What about animals? It’s clear that our mammalian relatives have emotions and personality. Chimps, for example, have been observed to show compassion and empathy towards one another and even at times towards members of other species — impulses once thought to be the domain of humankind alone. Yet I still hear from time to time that the thing that separates humans from animals is that we have souls, and they do not. What sense does it make to try to prove our uniqueness by claiming that they don’t have something that we cannot even clearly define or prove we have ourselves?

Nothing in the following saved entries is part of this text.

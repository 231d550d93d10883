//! Roster service: teams and participants scoped to an event.

use fms_core::error::CoreError;
use fms_core::roster::{self, FIELD_PARTICIPANT};
use fms_core::types::DbId;
use fms_db::models::participant::{
    CreateParticipant, Participant, ParticipantView, UpdateParticipant,
};
use fms_db::models::team::{CreateTeam, Team, TeamWithCount, UpdateTeam};
use fms_db::repositories::{ParticipantRepo, TeamRepo};
use sqlx::PgPool;
use validator::Validate;

use crate::error::{AppError, AppResult};
use crate::services::{ensure_event, is_foreign_key_violation};

fn team_not_found(id: DbId) -> AppError {
    AppError::Core(CoreError::NotFound { entity: "Team", id })
}

fn participant_not_found(id: DbId) -> AppError {
    AppError::Core(CoreError::NotFound {
        entity: "Participant",
        id,
    })
}

pub struct RosterService {
    pool: PgPool,
}

impl RosterService {
    pub fn new(pool: PgPool) -> Self {
        Self { pool }
    }

    // -- teams --------------------------------------------------------------

    pub async fn list_teams(&self, event_id: DbId) -> AppResult<Vec<TeamWithCount>> {
        ensure_event(&self.pool, event_id).await?;
        Ok(TeamRepo::list_by_event(&self.pool, event_id).await?)
    }

    pub async fn get_team(&self, event_id: DbId, id: DbId) -> AppResult<TeamWithCount> {
        TeamRepo::find_in_event(&self.pool, event_id, id)
            .await?
            .ok_or_else(|| team_not_found(id))
    }

    /// Team names are not unique within an event.
    pub async fn create_team(&self, event_id: DbId, input: &CreateTeam) -> AppResult<Team> {
        ensure_event(&self.pool, event_id).await?;
        input.validate()?;
        let team = TeamRepo::create(&self.pool, event_id, input).await?;
        tracing::info!(event_id, team_id = team.id, "Team created");
        Ok(team)
    }

    pub async fn update_team(
        &self,
        event_id: DbId,
        id: DbId,
        input: &UpdateTeam,
    ) -> AppResult<Team> {
        input.validate()?;
        TeamRepo::update(&self.pool, event_id, id, input)
            .await?
            .ok_or_else(|| team_not_found(id))
    }

    /// Unconditional; members stay in the event without a team.
    pub async fn delete_team(&self, event_id: DbId, id: DbId) -> AppResult<()> {
        if !TeamRepo::delete(&self.pool, event_id, id).await? {
            return Err(team_not_found(id));
        }
        tracing::info!(event_id, team_id = id, "Team deleted");
        Ok(())
    }

    // -- participants -------------------------------------------------------

    pub async fn list_participants(&self, event_id: DbId) -> AppResult<Vec<ParticipantView>> {
        ensure_event(&self.pool, event_id).await?;
        Ok(ParticipantRepo::list_by_event(&self.pool, event_id).await?)
    }

    pub async fn get_participant(&self, event_id: DbId, id: DbId) -> AppResult<ParticipantView> {
        ParticipantRepo::find_in_event(&self.pool, event_id, id)
            .await?
            .ok_or_else(|| participant_not_found(id))
    }

    pub async fn create_participant(
        &self,
        event_id: DbId,
        input: &CreateParticipant,
    ) -> AppResult<Participant> {
        ensure_event(&self.pool, event_id).await?;
        input.validate()?;
        self.check_team_scope(event_id, input.team_id).await?;

        let participant = ParticipantRepo::create(&self.pool, event_id, input).await?;
        tracing::info!(
            event_id,
            participant_id = participant.id,
            team_id = ?participant.team_id,
            "Participant created"
        );
        Ok(participant)
    }

    /// Replace a participant's name, weight and team.
    pub async fn update_participant(
        &self,
        event_id: DbId,
        id: DbId,
        input: &UpdateParticipant,
    ) -> AppResult<Participant> {
        if !ParticipantRepo::exists_in_event(&self.pool, event_id, id).await? {
            return Err(participant_not_found(id));
        }
        input.validate()?;
        self.check_team_scope(event_id, input.team_id).await?;

        ParticipantRepo::update(&self.pool, event_id, id, input)
            .await?
            .ok_or_else(|| participant_not_found(id))
    }

    /// Remove a participant who is not in any live or finished fight.
    ///
    /// Cancelled fights naming them are removed too. A fight created
    /// between the check and the delete is caught by the foreign key and
    /// reported the same way as the check.
    pub async fn delete_participant(&self, event_id: DbId, id: DbId) -> AppResult<()> {
        if !ParticipantRepo::exists_in_event(&self.pool, event_id, id).await? {
            return Err(participant_not_found(id));
        }

        let statuses = ParticipantRepo::fight_statuses(&self.pool, id).await?;
        roster::validate_participant_removal(statuses)?;

        match ParticipantRepo::delete(&self.pool, event_id, id).await {
            Ok(true) => {
                tracing::info!(event_id, participant_id = id, "Participant deleted");
                Ok(())
            }
            Ok(false) => Err(participant_not_found(id)),
            Err(err) if is_foreign_key_violation(&err, "fk_fights_participant") => {
                tracing::warn!(event_id, participant_id = id, "Participant gained a fight during delete");
                Err(AppError::Core(CoreError::field(
                    FIELD_PARTICIPANT,
                    "Cannot delete a participant who is assigned to active fights. \
                     Cancel the fights first.",
                )))
            }
            Err(err) => Err(err.into()),
        }
    }

    async fn check_team_scope(&self, event_id: DbId, team_id: Option<DbId>) -> AppResult<()> {
        let team_in_event = match team_id {
            Some(team_id) => TeamRepo::exists_in_event(&self.pool, event_id, team_id).await?,
            None => false,
        };
        roster::validate_team_scope(team_id, team_in_event)?;
        Ok(())
    }
}
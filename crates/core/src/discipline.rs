//! Discipline configuration carried on an event.
//!
//! Stored as JSONB and passed through untouched; nothing in the card engine
//! reads it.

use serde::{Deserialize, Serialize};

/// Timer behaviour for fights in a discipline.
#[derive(Debug, Clone, Copy, Default, PartialEq, Eq, Serialize, Deserialize)]
pub enum TimerMode {
    #[default]
    Continuous,
    RoundsBased,
}

/// Points and finish types tracked for a discipline.
#[derive(Debug, Clone, PartialEq, Eq, Serialize, Deserialize)]
#[serde(default)]
pub struct ScoringConfig {
    pub victory_points: i32,
    pub draw_points: i32,
    pub defeat_points: i32,
    pub allow_ko: bool,
    pub allow_tko: bool,
}

impl Default for ScoringConfig {
    fn default() -> Self {
        Self {
            victory_points: 3,
            draw_points: 1,
            defeat_points: 0,
            allow_ko: false,
            allow_tko: false,
        }
    }
}

#[derive(Debug, Clone, Default, PartialEq, Eq, Serialize, Deserialize)]
#[serde(default)]
pub struct DisciplineConfig {
    pub discipline_name: String,
    pub timer_mode: TimerMode,
    /// Only meaningful for [`TimerMode::RoundsBased`].
    pub round_count: Option<i32>,
    pub round_duration_seconds: Option<i32>,
    pub rest_duration_seconds: Option<i32>,
    pub scoring: ScoringConfig,
}
use std::sync::Arc;

use crate::config::ServerConfig;
use crate::services::{EventService, FightCardService, ResultService, RosterService};

/// Shared application state available to all Axum handlers via `State<AppState>`.
///
/// This is cheaply cloneable (inner data is behind `Arc` or is already `Clone`).
#[derive(Clone)]
pub struct AppState {
    /// Database connection pool.
    pub pool: fms_db::DbPool,
    pub config: Arc<ServerConfig>,
}

impl AppState {
    pub fn new(pool: fms_db::DbPool, config: ServerConfig) -> Self {
        Self {
            pool,
            config: Arc::new(config),
        }
    }

    pub fn events(&self) -> EventService {
        EventService::new(self.pool.clone())
    }

    pub fn roster(&self) -> RosterService {
        RosterService::new(self.pool.clone())
    }

    pub fn fight_card(&self) -> FightCardService {
        FightCardService::new(self.pool.clone())
    }

    pub fn results(&self) -> ResultService {
        ResultService::new(self.pool.clone())
    }
}
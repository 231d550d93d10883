//! Request handlers.
//!
//! Handlers stay thin: extract path and body, call the matching engine
//! service from [`AppState`](crate::state::AppState), and pick the status
//! code. All rules live in the services and `fms_core`.

pub mod events;
pub mod fights;
pub mod participants;
pub mod results;
pub mod status;
pub mod teams;
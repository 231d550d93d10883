//! Repository for the `events` table.

use fms_core::status::EventStatus;
use fms_core::types::DbId;
use sqlx::types::Json;
use sqlx::PgPool;

use crate::models::event::{CreateEvent, Event, EventDetail, UpdateEvent};

/// Column list shared across queries to avoid repetition.
const COLUMNS: &str = "id, name, status_id, discipline, created_at, updated_at";

/// Event columns plus roster and card sizes, for [`EventDetail`].
const DETAIL_COLUMNS: &str = "e.id, e.name, e.status_id, e.discipline, e.created_at, e.updated_at, \
     (SELECT COUNT(*) FROM teams t WHERE t.event_id = e.id) AS team_count, \
     (SELECT COUNT(*) FROM participants p WHERE p.event_id = e.id) AS participant_count, \
     (SELECT COUNT(*) FROM fights f WHERE f.event_id = e.id) AS fight_count";

/// Provides CRUD operations for events plus the status compare-and-set.
pub struct EventRepo;

impl EventRepo {
    /// Insert a new event in `Draft`, returning the created row.
    pub async fn create(pool: &PgPool, input: &CreateEvent) -> Result<Event, sqlx::Error> {
        let query = format!(
            "INSERT INTO events (name, status_id, discipline)
             VALUES ($1, $2, $3)
             RETURNING {COLUMNS}"
        );
        sqlx::query_as::<_, Event>(&query)
            .bind(&input.name)
            .bind(EventStatus::Draft.id())
            .bind(Json(&input.discipline))
            .fetch_one(pool)
            .await
    }

    pub async fn find_by_id(pool: &PgPool, id: DbId) -> Result<Option<Event>, sqlx::Error> {
        let query = format!("SELECT {COLUMNS} FROM events WHERE id = $1");
        sqlx::query_as::<_, Event>(&query)
            .bind(id)
            .fetch_optional(pool)
            .await
    }

    /// Find an event together with its team, participant and fight counts.
    pub async fn find_detail(pool: &PgPool, id: DbId) -> Result<Option<EventDetail>, sqlx::Error> {
        let query = format!("SELECT {DETAIL_COLUMNS} FROM events e WHERE e.id = $1");
        sqlx::query_as::<_, EventDetail>(&query)
            .bind(id)
            .fetch_optional(pool)
            .await
    }

    /// List all events, newest first.
    pub async fn list(pool: &PgPool) -> Result<Vec<EventDetail>, sqlx::Error> {
        let query =
            format!("SELECT {DETAIL_COLUMNS} FROM events e ORDER BY e.created_at DESC, e.id DESC");
        sqlx::query_as::<_, EventDetail>(&query).fetch_all(pool).await
    }

    pub async fn exists(pool: &PgPool, id: DbId) -> Result<bool, sqlx::Error> {
        sqlx::query_scalar::<_, bool>("SELECT EXISTS (SELECT 1 FROM events WHERE id = $1)")
            .bind(id)
            .fetch_one(pool)
            .await
    }

    /// Update name and/or discipline. Only non-`None` fields are applied.
    ///
    /// Returns `None` if no row with the given `id` exists.
    pub async fn update(
        pool: &PgPool,
        id: DbId,
        input: &UpdateEvent,
    ) -> Result<Option<Event>, sqlx::Error> {
        let query = format!(
            "UPDATE events SET
                name = COALESCE($2, name),
                discipline = COALESCE($3, discipline)
             WHERE id = $1
             RETURNING {COLUMNS}"
        );
        sqlx::query_as::<_, Event>(&query)
            .bind(id)
            .bind(&input.name)
            .bind(input.discipline.as_ref().map(Json))
            .fetch_optional(pool)
            .await
    }

    /// Move an event from `from` to `to`, but only if it is still in `from`.
    ///
    /// Returns `None` when the row is missing or its status already moved,
    /// so two concurrent transitions cannot both succeed.
    pub async fn set_status(
        pool: &PgPool,
        id: DbId,
        from: EventStatus,
        to: EventStatus,
    ) -> Result<Option<Event>, sqlx::Error> {
        let query = format!(
            "UPDATE events SET status_id = $3
             WHERE id = $1 AND status_id = $2
             RETURNING {COLUMNS}"
        );
        sqlx::query_as::<_, Event>(&query)
            .bind(id)
            .bind(from.id())
            .bind(to.id())
            .fetch_optional(pool)
            .await
    }

    /// Delete an event and, by cascade, its whole roster and card.
    /// Returns `true` if a row was removed.
    pub async fn delete(pool: &PgPool, id: DbId) -> Result<bool, sqlx::Error> {
        let result = sqlx::query("DELETE FROM events WHERE id = $1")
            .bind(id)
            .execute(pool)
            .await?;
        Ok(result.rows_affected() > 0)
    }
}
//! Event entity model and DTOs.

use fms_core::discipline::DisciplineConfig;
use fms_core::status::EventStatus;
use fms_core::types::{DbId, Timestamp};
use serde::{Deserialize, Serialize};
use sqlx::types::Json;
use sqlx::FromRow;
use validator::Validate;

use crate::models::fight::FightView;
use crate::models::participant::ParticipantView;
use crate::models::team::TeamWithCount;

/// A row from the `events` table.
#[derive(Debug, Clone, FromRow, Serialize)]
pub struct Event {
    pub id: DbId,
    pub name: String,
    #[sqlx(rename = "status_id", try_from = "i16")]
    pub status: EventStatus,
    /// Opaque to the card engine; stored as JSONB.
    pub discipline: Json<DisciplineConfig>,
    pub created_at: Timestamp,
    pub updated_at: Timestamp,
}

/// An event with the size of its roster and card.
#[derive(Debug, Clone, FromRow, Serialize)]
pub struct EventDetail {
    #[sqlx(flatten)]
    #[serde(flatten)]
    pub event: Event,
    pub team_count: i64,
    pub participant_count: i64,
    pub fight_count: i64,
}

/// Everything a display or judge client needs to hydrate an event.
#[derive(Debug, Clone, Serialize)]
pub struct EventSnapshot {
    pub event: Event,
    pub teams: Vec<TeamWithCount>,
    pub participants: Vec<ParticipantView>,
    /// Ordered by `order_number`.
    pub fights: Vec<FightView>,
}

/// DTO for creating an event. New events always start in `Draft`.
#[derive(Debug, Clone, Deserialize, Validate)]
pub struct CreateEvent {
    #[validate(length(min = 1, max = 200, message = "Name must be 1-200 characters"))]
    pub name: String,
    #[serde(default)]
    pub discipline: DisciplineConfig,
}

/// DTO for updating an event's name or discipline. Allowed in any status.
#[derive(Debug, Clone, Deserialize, Validate)]
pub struct UpdateEvent {
    #[validate(length(min = 1, max = 200, message = "Name must be 1-200 characters"))]
    pub name: Option<String>,
    pub discipline: Option<DisciplineConfig>,
}

/// Body of `PATCH /events/{id}/status`.
#[derive(Debug, Clone, Copy, Deserialize)]
pub struct TransitionEvent {
    pub status: EventStatus,
}
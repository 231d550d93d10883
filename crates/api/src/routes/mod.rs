pub mod events;
pub mod health;

use axum::routing::get;
use axum::Router;

use crate::handlers;
use crate::state::AppState;

/// Build the `/api/v1` route tree.
///
/// Route hierarchy:
///
/// ```text
/// /status                                          version, mode, server time
///
/// /events                                          list, create
/// /events/{id}                                     get, update, delete
/// /events/{id}/status                              transition (PATCH)
/// /events/{id}/snapshot                            full card snapshot
///
/// /events/{event_id}/teams                         list, create
/// /events/{event_id}/teams/{id}                    get, update, delete
/// /events/{event_id}/participants                  list, create
/// /events/{event_id}/participants/{id}             get, update, delete
/// /events/{event_id}/fights                        list, create
/// /events/{event_id}/fights/reorder                reorder (PUT)
/// /events/{event_id}/fights/{id}                   get, update, delete
/// /events/{event_id}/fights/{id}/result            attach result (POST)
/// ```
pub fn api_routes() -> Router<AppState> {
    Router::new()
        .route("/status", get(handlers::status::get_status))
        .nest("/events", events::router())
}
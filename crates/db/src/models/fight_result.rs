//! Fight result model and DTO.

use fms_core::status::FightOutcome;
use fms_core::types::{DbId, Timestamp};
use serde::{Deserialize, Serialize};
use sqlx::FromRow;
use validator::Validate;

/// A row from the `fight_results` table. At most one per fight.
#[derive(Debug, Clone, FromRow, Serialize)]
pub struct FightResult {
    pub id: DbId,
    pub fight_id: DbId,
    #[sqlx(rename = "outcome_id", try_from = "i16")]
    pub outcome: FightOutcome,
    pub method: Option<String>,
    pub notes: Option<String>,
    pub created_at: Timestamp,
    pub updated_at: Timestamp,
}

/// DTO for attaching a result to a fight.
#[derive(Debug, Clone, Deserialize, Validate)]
pub struct CreateFightResult {
    pub outcome: FightOutcome,
    #[validate(length(max = 50, message = "Method must be at most 50 characters"))]
    pub method: Option<String>,
    #[validate(length(max = 500, message = "Notes must be at most 500 characters"))]
    pub notes: Option<String>,
}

I mentioned above that I stopped believing in immaterial souls while I still was a Christian, which may be puzzling to some of my readers. But the thing is, Christianity has never had a hard-line, consistent, explanation of what is supposed to happen to our soul after we die. Some Christians believe that the soul goes directly to heaven or hell after death. But others believe that after you die, you “sleep” until the resurrection at the end of time. So when I no longer believed in the soul, the second option made the most sense to me. However, I eventually gave up all those beliefs using the same type of reasoning that lead me to doubt the soul.I think that the concept of the soul is a wonderful metaphor for who we are inside, even if I don’t believe such a thing literally exists. We can use the concept of the soul just like astronomers use constellations, even though the stars that make up these shapes really have nothing to do with each other. There is not really a lion in the night sky, or a hunter, or a bull. Constellations are intuitive and useful, even if not actually real. Such it is with the soul.

My disbelief in the soul did not directly lead me to atheism, but it was a step in that direction. The same method of thinking that lead me to conclude that the soul is superfluous and probably made up was the same type of thinking that lead me to conclude the same about God.